** RECORDS SUPPLIED follows **

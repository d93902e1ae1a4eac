//! Shared placement state and the single confirm path.
//!
//! [`PlacementWorld`] bundles the services every tool is handed each tick:
//! grid, tuning, catalog, ledger, entity registries and the event log.
//! Interactive confirms and save loading both go through
//! [`PlacementWorld::confirm`], so a loaded world is indistinguishable from
//! one built by hand.

use std::collections::BTreeMap;

use glam::{Quat, Vec3};

use crate::catalog::{Catalog, PrefabDef};
use crate::config::PlacementConfig;
use crate::entity::{EntityId, EntityKind, EntityStore, PlacedEntity};
use crate::events::PlacementEvent;
use crate::grid::{Cell, Footprint, GridCoordinateSystem};
use crate::ledger::OccupancyLedger;
use crate::rotation::normalize_degrees;
use crate::scene::{InstanceId, Scene};

/// A request to materialise a placement.
#[derive(Debug, Clone, Copy, PartialEq)]
pub struct Placement {
    /// Keep this id instead of generating one (save loading).
    pub id: Option<EntityId>,
    /// Catalog index.
    pub type_index: usize,
    /// Pivot position.
    pub position: Vec3,
    /// Player rotation in degrees.
    pub angle: f32,
    /// Instance already rendering the object, if any.
    pub instance: Option<InstanceId>,
    /// Override the catalog speed modifier (save loading).
    pub speed_modifier: Option<f32>,
}

/// Services shared by every tool.
#[derive(Debug, Clone)]
pub struct PlacementWorld {
    /// World/cell conversion.
    pub grid: GridCoordinateSystem,
    /// Tunables.
    pub config: PlacementConfig,
    /// Placeable prefabs.
    pub catalog: Catalog,
    /// Cell occupancy and speed modifiers.
    pub ledger: OccupancyLedger,
    /// Placed entities, one registry per owning tool.
    pub entities: EntityStore,
    /// Events since the host last drained them.
    pub events: Vec<PlacementEvent>,
}

impl PlacementWorld {
    /// Create an empty world.
    ///
    /// # Panics
    /// Panics if `config.cell_size` is not positive; [`crate::controller::ToolController::new`]
    /// validates the config first.
    #[must_use]
    pub fn new(config: PlacementConfig, catalog: Catalog) -> Self {
        Self {
            grid: GridCoordinateSystem::from_config(&config),
            config,
            catalog,
            ledger: OccupancyLedger::new(),
            entities: EntityStore::new(),
            events: Vec::new(),
        }
    }

    /// Orientation of `prefab` turned by a player angle.
    #[must_use]
    pub fn orientation(prefab: &PrefabDef, angle: f32) -> Quat {
        prefab.base_orientation() * Quat::from_rotation_y(angle.to_radians())
    }

    /// Cells `prefab` would cover at a pose.
    #[must_use]
    pub fn footprint_for(&self, prefab: &PrefabDef, position: Vec3, rotation: Quat) -> Footprint {
        self.grid.footprint_of(&prefab.bounds_at(position, rotation))
    }

    /// Entrance cell of `prefab` at a pose.
    #[must_use]
    pub fn entrance_for(&self, prefab: &PrefabDef, position: Vec3, rotation: Quat) -> Option<Cell> {
        prefab
            .entrance_at(position, rotation)
            .map(|point| self.grid.cell_of(point))
    }

    /// Whether a footprint could be claimed by an entity of `kind`.
    ///
    /// Degenerate (empty) footprints never can.
    #[must_use]
    pub fn can_occupy(&self, kind: EntityKind, footprint: &Footprint) -> bool {
        !footprint.is_empty() && self.ledger.are_free(kind.layer(), footprint)
    }

    /// Materialise a placement: claim its cells, register it and record a
    /// [`PlacementEvent::Placed`].
    ///
    /// Returns `None` (and changes nothing) when the type is unknown, the
    /// footprint is degenerate or occupied, or the id is already taken.
    pub fn confirm(&mut self, placement: Placement) -> Option<EntityId> {
        let Some(prefab) = self.catalog.get(placement.type_index) else {
            tracing::warn!("Confirm refused: unknown type index {}", placement.type_index);
            return None;
        };

        let kind = EntityKind::from(prefab.kind);
        let angle = normalize_degrees(placement.angle);
        let rotation = Self::orientation(prefab, angle);
        let footprint = self.footprint_for(prefab, placement.position, rotation);

        if !self.can_occupy(kind, &footprint) {
            tracing::debug!(
                "Confirm refused: '{}' at {:?} covers no free cells",
                prefab.name,
                placement.position
            );
            return None;
        }

        if let Some(id) = placement.id {
            if self.entities.get(id).is_some() {
                tracing::warn!("Confirm refused: entity {} already exists", id);
                return None;
            }
        }

        let entity = PlacedEntity {
            id: placement.id.unwrap_or_else(EntityId::generate),
            type_index: placement.type_index,
            kind,
            position: placement.position,
            rotation,
            angle,
            entrance: self.entrance_for(prefab, placement.position, rotation),
            speed_modifier: placement.speed_modifier.unwrap_or(prefab.speed_modifier),
            footprint,
            instance: placement.instance,
        };
        let id = entity.id;

        tracing::info!(
            "Placed '{}' {} on {} cells at {:?}",
            prefab.name,
            id,
            entity.footprint.len(),
            entity.position
        );

        self.claim(&entity);
        self.events.push(PlacementEvent::Placed {
            id,
            type_index: entity.type_index,
            kind,
        });
        self.entities.registry_mut(kind).insert(entity);
        self.validate_after_mutation();

        Some(id)
    }

    /// Write an entity's footprint into the ledger: occupancy, its speed
    /// modifier, then a neutral modifier on its entrance cell.
    pub fn claim(&mut self, entity: &PlacedEntity) {
        self.ledger.occupy(entity.kind.layer(), &entity.footprint);
        self.ledger
            .set_speed_modifier(&entity.footprint, entity.speed_modifier);
        if let Some(entrance) = entity.entrance {
            self.ledger.set_speed_modifier([entrance], 0.0);
        }
    }

    /// Remove an entity's footprint from the ledger, returning the modifier
    /// each touched cell held so the exact prior state can be restored.
    ///
    /// `entity` must already be out of its registry. Modifiers that other
    /// entities own on the touched cells are written back, so a path under
    /// a removed building keeps its speed.
    pub fn vacate(&mut self, entity: &PlacedEntity) -> BTreeMap<Cell, Option<f32>> {
        let touched: BTreeMap<Cell, Option<f32>> = entity
            .footprint
            .iter()
            .chain(entity.entrance)
            .map(|cell| (cell, self.ledger.stored_speed_modifier(cell)))
            .collect();

        self.ledger.release(entity.kind.layer(), &entity.footprint);
        self.ledger.clear_speed_modifier(touched.keys().copied());
        self.reapply_speed_modifiers(&touched);

        touched
    }

    /// Rewrite the modifiers registered entities own on `cells`: path
    /// tiles, then buildings, then entrance cells.
    fn reapply_speed_modifiers<V>(&mut self, cells: &BTreeMap<Cell, V>) {
        let mut writes: Vec<(Cell, f32)> = Vec::new();
        for kind in [EntityKind::Path, EntityKind::Structure] {
            for owner in self.entities.registry(kind).iter() {
                writes.extend(
                    owner
                        .footprint
                        .iter()
                        .filter(|cell| cells.contains_key(cell))
                        .map(|cell| (cell, owner.speed_modifier)),
                );
            }
        }
        writes.extend(
            self.entities
                .iter()
                .filter_map(|owner| owner.entrance)
                .filter(|cell| cells.contains_key(cell))
                .map(|cell| (cell, 0.0)),
        );

        for (cell, value) in writes {
            self.ledger.set_speed_modifier([cell], value);
        }
    }

    /// Remove an entity entirely: ledger, registry and instance.
    ///
    /// Returns `false` for an unknown id.
    pub fn remove(&mut self, id: EntityId, scene: &mut dyn Scene) -> bool {
        let Some(kind) = self.entities.kind_of(id) else {
            tracing::warn!("Remove ignored: unknown entity {}", id);
            return false;
        };
        let Some(entity) = self.entities.registry_mut(kind).remove(id) else {
            return false;
        };

        self.vacate(&entity);
        if let Some(instance) = entity.instance {
            scene.despawn(instance);
        }

        tracing::info!("Removed entity {} ({:?})", id, kind);
        self.events.push(PlacementEvent::Removed { id, kind });
        self.validate_after_mutation();

        true
    }

    /// Every violation of the occupancy invariant: a cell occupied with
    /// no owner, an owned cell not occupied, or a cell owned twice within
    /// one layer. Empty when the ledger and registries agree.
    #[must_use]
    pub fn audit(&self) -> Vec<String> {
        let mut problems = Vec::new();

        for kind in [EntityKind::Structure, EntityKind::Path] {
            let layer = kind.layer();
            let mut owners: BTreeMap<Cell, EntityId> = BTreeMap::new();

            for entity in self.entities.registry(kind).iter() {
                for cell in &entity.footprint {
                    if let Some(other) = owners.insert(cell, entity.id) {
                        problems.push(format!(
                            "{layer:?} cell {cell} claimed by both {other} and {}",
                            entity.id
                        ));
                    }
                    if !self.ledger.is_occupied(layer, cell) {
                        problems.push(format!(
                            "{layer:?} cell {cell} owned by {} but not occupied",
                            entity.id
                        ));
                    }
                }
            }

            for cell in self.ledger.occupied(layer) {
                if !owners.contains_key(&cell) {
                    problems.push(format!("{layer:?} cell {cell} occupied with no owner"));
                }
            }
        }

        problems
    }

    /// Forget every entity and ledger entry without touching instances.
    pub fn reset(&mut self) {
        self.ledger.clear();
        self.entities = EntityStore::new();
    }

    #[cfg(feature = "debug-validation")]
    fn validate_after_mutation(&self) {
        let problems = self.audit();
        debug_assert!(problems.is_empty(), "Ledger audit failed: {problems:?}");
    }

    #[cfg(not(feature = "debug-validation"))]
    #[inline]
    fn validate_after_mutation(&self) {}
}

** End of RECORDS SUPPLIED **

▶ **EXERCISE BRIEF**
Going through the lines above one by one, tally those with the word "claimed" and give only the total.

▶ **EXERCISE RESULT**
2